Hello, I have been doing some research and I am sorry to rehash an old topic, but the old threads on this are a bit old. Can anyone endorse or recommend a breeder in the Northern IL (Chicagoland) area? I would prefer to drive no further than 1.5 hours to visit the kennel, so I ruled out some Wisconsin ones that sounded good.

I apologize in advance for my long-winded post... 

I've been trying to get a puppy for over a year, and I would hope for a fall adoption time frame due to my spring schedule.

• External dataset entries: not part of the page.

//! JSONL dataset loading and batch assembly.
//!
//! Each line of the input file is one JSON object in the [`RawRecord`] shape:
//!
//! ```json
//! {"post": {"text": "..."}, "teacher": {"labels": {"humbleBragging": 0.9}},
//!  "human_labels": {"humbleBragging": true}}
//! ```
//!
//! Blank lines are skipped. A line that does not parse aborts the load with
//! the file and line number; missing fields inside a valid record are
//! defaulted by the adapter and never surfaced.

use std::fs::File;
use std::io::{BufRead, BufReader};
use std::path::Path;

use tracing::info;

use crate::error::{CoreError, CoreResult};
use crate::example::{Example, RawRecord};
use crate::labels::NUM_LABELS;
use crate::tokenizer::Tokenizer;

/// An in-memory dataset of adapted examples, in file order.
#[derive(Debug)]
pub struct Dataset {
    examples: Vec<Example>,
}

impl Dataset {
    /// Load every record from a JSONL file.
    pub fn from_jsonl(path: &Path) -> CoreResult<Self> {
        let file = File::open(path)?;
        let mut examples = Vec::new();
        for (line_no, line) in BufReader::new(file).lines().enumerate() {
            let line = line?;
            let trimmed = line.trim();
            if trimmed.is_empty() {
                continue;
            }
            let record: RawRecord =
                serde_json::from_str(trimmed).map_err(|source| CoreError::DataFormat {
                    path: path.to_path_buf(),
                    line: line_no + 1,
                    source,
                })?;
            examples.push(Example::from_record(record));
        }

        info!(path = %path.display(), count = examples.len(), "Dataset loaded");
        Ok(Self { examples })
    }

    pub fn len(&self) -> usize {
        self.examples.len()
    }

    pub fn is_empty(&self) -> bool {
        self.examples.is_empty()
    }

    pub fn examples(&self) -> &[Example] {
        &self.examples
    }
}

/// One tokenized, padded batch ready to become tensors.
///
/// `input_ids`, `token_type_ids` and `attention_mask` have shape
/// `[batch, max_length]`; `teacher_probs` and `targets` have shape
/// `[batch, NUM_LABELS]`. Constructed per step and dropped after the step
/// that consumes it.
#[derive(Debug, Clone)]
pub struct TokenizedBatch {
    pub input_ids: Vec<Vec<u32>>,
    pub token_type_ids: Vec<Vec<u32>>,
    pub attention_mask: Vec<Vec<u32>>,
    pub teacher_probs: Vec<Vec<f32>>,
    pub targets: Vec<Vec<f32>>,
}

impl TokenizedBatch {
    pub fn len(&self) -> usize {
        self.input_ids.len()
    }

    pub fn is_empty(&self) -> bool {
        self.input_ids.is_empty()
    }
}

/// Tokenize a batch of examples to a fixed `max_length` and gather their
/// label vectors.
pub fn tokenize_batch(
    examples: &[&Example],
    tokenizer: &Tokenizer,
    max_length: usize,
) -> CoreResult<TokenizedBatch> {
    let mut input_ids = Vec::with_capacity(examples.len());
    let mut token_type_ids = Vec::with_capacity(examples.len());
    let mut attention_mask = Vec::with_capacity(examples.len());
    let mut teacher_probs = Vec::with_capacity(examples.len());
    let mut targets = Vec::with_capacity(examples.len());

    for ex in examples {
        let enc = tokenizer.encode(&ex.text, max_length)?;
        input_ids.push(enc.ids);
        token_type_ids.push(enc.type_ids);
        attention_mask.push(enc.attention_mask);
        debug_assert_eq!(ex.teacher_probs.len(), NUM_LABELS);
        teacher_probs.push(ex.teacher_probs.clone());
        targets.push(ex.supervision.clone());
    }

    Ok(TokenizedBatch {
        input_ids,
        token_type_ids,
        attention_mask,
        teacher_probs,
        targets,
    })
}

It seems from previous discussions, as well as Golden Retriever Club of Illinois referral link, and just an Internet search, that the following have been mentioned:

Angelwood
E-mailed them, they will not have puppies anytime soon

Argo Goldens
From their website, they will not have any puppies anytime soon

Breezewood Kennel
I have been corresponding with them and am considering their Fall litters

Brookhill Goldens
I corresponded a couple of times with them, but they kind of dodged my questions about references and also first told me there were two litters available, then later changed to say there was only one litter and I have to wait for the next breeding. It was kind of shady, so I decided not to pursue this one further.

Four Sixes
E-mailed them, no response

Grasslands Goldens
E-mailed them, no response

Heroes Gold
They have "English Creme" goldens. The lady was very friendly and answered all my questions promptly, but I decided not to follow up with more research since the price point is a bit high for me, and I've heard mixed things about "English Creme," plus I prefer a golden-colored dog.

Kelakye Goldens
They said their dogs are more field-bred, whereas I am looking for more of a conformation-looking dog

Midas Touch
E-mailed them, no response

Paula Lutz
I have been in touch with her and am considering her; She seems to have some recommendations. However after my last email with questions I haven't heard from her in a couple days

Pine Tree/Pine Apple Farm
E-mailed them and they are breeding right now and will confirm pregnancy in a month

Shor-Line
E-mailed and called them multiple times (per instructions on their website), no response

Sundance
E-mailed them, no response

Sundown
E-mailed them, no response

Willo-B-Woods
Susan is not planning any litters anytime soon but recommended Paula Lutz to me

Not trying to sound nasty, but is it so difficult to respond to e-mails? It's the digital age and things get done via e-mail. I understand people are busy, but I guess I have grown up in a world where it is considered rude not to respond within 24 hours...To me it is second nature that my first task for the day is to clear my inbox.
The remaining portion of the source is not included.